Sort of off topic, but I could really use support and Im sure Im not the only one hanging on by a thread this time of year
Some of us are predisposed to certain type of ailments, I tend to think my body is predisposed to handling stress especially poorly. This post is half rant and half asking for help!
My body gets a host of physical symptoms including acid overproduction (which eats away at my stomach lining and feels like one gigantic ulcer with nausea, acute pain, lack of appetite, etc), muscle cramping/insane golf ball size lumps in my shoulders, backwards breathing and general tightness in my diaphragm, sleeping problems and night sweats, crying, and a general feeling of being entirely overwhelmed.
My job isnt THAT stressful, its just software no one is going to die! But I do direct and coordinate the work of about 60 people and they can be a real pain in my butt. Lately its been more a pain than usual. I swear sometimes they try to drive me insane.
This time last year I also had my heart cruelly broken by a bf and my sociopath of a mother stopped talking to m again for absolutely no reason other than the fact she is a sociopath. I feel a little like Im reliving those moments and given they were wrapped up in the holidays it just hurts/sucks/makes me cry like a freaking baby.
Im single, have no real family to speak of and my few good friends live hundreds to thousands of miles away. Which means there is simply never anyone to help, I just have to suck it up and do it all on my own.

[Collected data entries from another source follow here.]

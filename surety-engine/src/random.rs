//! Injectable randomness for oracle index assignment
//!
//! Production uses a seeded `StdRng`; tests plug in a fixed sequence so
//! that index draws are reproducible.

use crate::types::INDEXES_PER_ORACLE;
use rand::{rngs::StdRng, Rng, SeedableRng};
use std::fmt;

/// Source of pseudo-random indexes
pub trait IndexSource: Send + fmt::Debug {
    /// Next index in `[0, range)`
    fn next_index(&mut self, range: u8) -> u8;
}

/// Draw three distinct indexes from `[0, range)`
///
/// A draw that collides with an earlier one steps to the next free slot,
/// so a deterministic source cannot loop forever. `range` must be at
/// least 3.
pub fn draw_distinct(source: &mut dyn IndexSource, range: u8) -> [u8; INDEXES_PER_ORACLE] {
    let range = range.max(INDEXES_PER_ORACLE as u8);
    let mut indexes = [0u8; INDEXES_PER_ORACLE];

    for slot in 0..INDEXES_PER_ORACLE {
        let mut candidate = source.next_index(range) % range;
        while indexes[..slot].contains(&candidate) {
            candidate = (candidate + 1) % range;
        }
        indexes[slot] = candidate;
    }

    indexes
}

/// `StdRng`-backed source
#[derive(Debug)]
pub struct RandomIndexSource {
    rng: StdRng,
}

impl RandomIndexSource {
    /// Seed from OS entropy
    pub fn from_entropy() -> Self {
        Self {
            rng: StdRng::from_entropy(),
        }
    }

    /// Reproducible source
    pub fn seeded(seed: u64) -> Self {
        Self {
            rng: StdRng::seed_from_u64(seed),
        }
    }
}

impl IndexSource for RandomIndexSource {
    fn next_index(&mut self, range: u8) -> u8 {
        if range == 0 {
            return 0;
        }
        self.rng.gen_range(0..range)
    }
}

/// Cycles through a fixed list of values
#[derive(Debug, Clone)]
pub struct SequenceIndexSource {
    values: Vec<u8>,
    position: usize,
}

impl SequenceIndexSource {
    /// Create from values (an empty list always yields 0)
    pub fn new(values: impl Into<Vec<u8>>) -> Self {
        Self {
            values: values.into(),
            position: 0,
        }
    }
}

impl IndexSource for SequenceIndexSource {
    fn next_index(&mut self, range: u8) -> u8 {
        if self.values.is_empty() || range == 0 {
            return 0;
        }
        let value = self.values[self.position % self.values.len()];
        self.position = self.position.wrapping_add(1);
        value % range
    }
}

#[cfg(test)]
mod tests {
    use super::*;

    #[test]
    fn test_draw_distinct_steps_past_collisions() {
        let mut source = SequenceIndexSource::new([7, 7, 7]);
        assert_eq!(draw_distinct(&mut source, 10), [7, 8, 9]);

        let mut source = SequenceIndexSource::new([9, 9, 9]);
        assert_eq!(draw_distinct(&mut source, 10), [9, 0, 1]);
    }

    #[test]
    fn test_sequence_wraps() {
        let mut source = SequenceIndexSource::new([1, 12]);
        assert_eq!(source.next_index(10), 1);
        assert_eq!(source.next_index(10), 2);
        assert_eq!(source.next_index(10), 1);
    }

    #[test]
    fn test_random_in_range() {
        let mut source = RandomIndexSource::seeded(42);
        for _ in 0..200 {
            let indexes = draw_distinct(&mut source, 10);
            assert!(indexes.iter().all(|&i| i < 10));
            assert_ne!(indexes[0], indexes[1]);
            assert_ne!(indexes[0], indexes[2]);
            assert_ne!(indexes[1], indexes[2]);
        }
    }

    #[test]
    fn test_seeded_reproducible() {
        let mut a = RandomIndexSource::seeded(7);
        let mut b = RandomIndexSource::seeded(7);
        assert_eq!(draw_distinct(&mut a, 10), draw_distinct(&mut b, 10));
    }
}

Mostly I just want a hug. I dont want someone to fix my problems, just give me a hug at the end of the day.
What do you do when you are at the end of your rope and hanging on by a thread? I would love to hear everyone else's coping mechanisms to see if I can find a new strategy.
I have some go to things I try to do:
- acupuncture (only thing that remotely helps the stomach pain, went this am for the first time in 6+ months and going back next Friday)
- breathing and/or meditating
- working out (this can make my stomach acid issue feel much worse, but overall it does def help destress)
- finding people to hang out with, especially if it involves physical touch (getting my nails done, flying out to see friends and asking for hugs from those I know well enough to ask for one from!)
- eating decently (enough protein and not too many carbs but def some)
My acupuncturist had some interesting suggestions/thoughts today...he said 1) even though Im craving salt, eat less. he said its a kidney/adrenal deficiency that is causing the craving but that I should just rest more and I dont really need the salt, its just making me swell a bit and that isnt helping anything 2) breathe!! he said not getting enough oxygen actually helps those nasty golf ball size lumps in my shoulders form because of something about the blood oxygen levels and lactic acid build up 3) eat more alkaline foods to reduce the acidity of my tummy. 4) eat more good carbs since they are easy to digest.
I woke up at a weight all time low of 121. Not thinking I should lose anymore weight, but when Im crying and wanting to puke all the time, eating isnt really my top priority.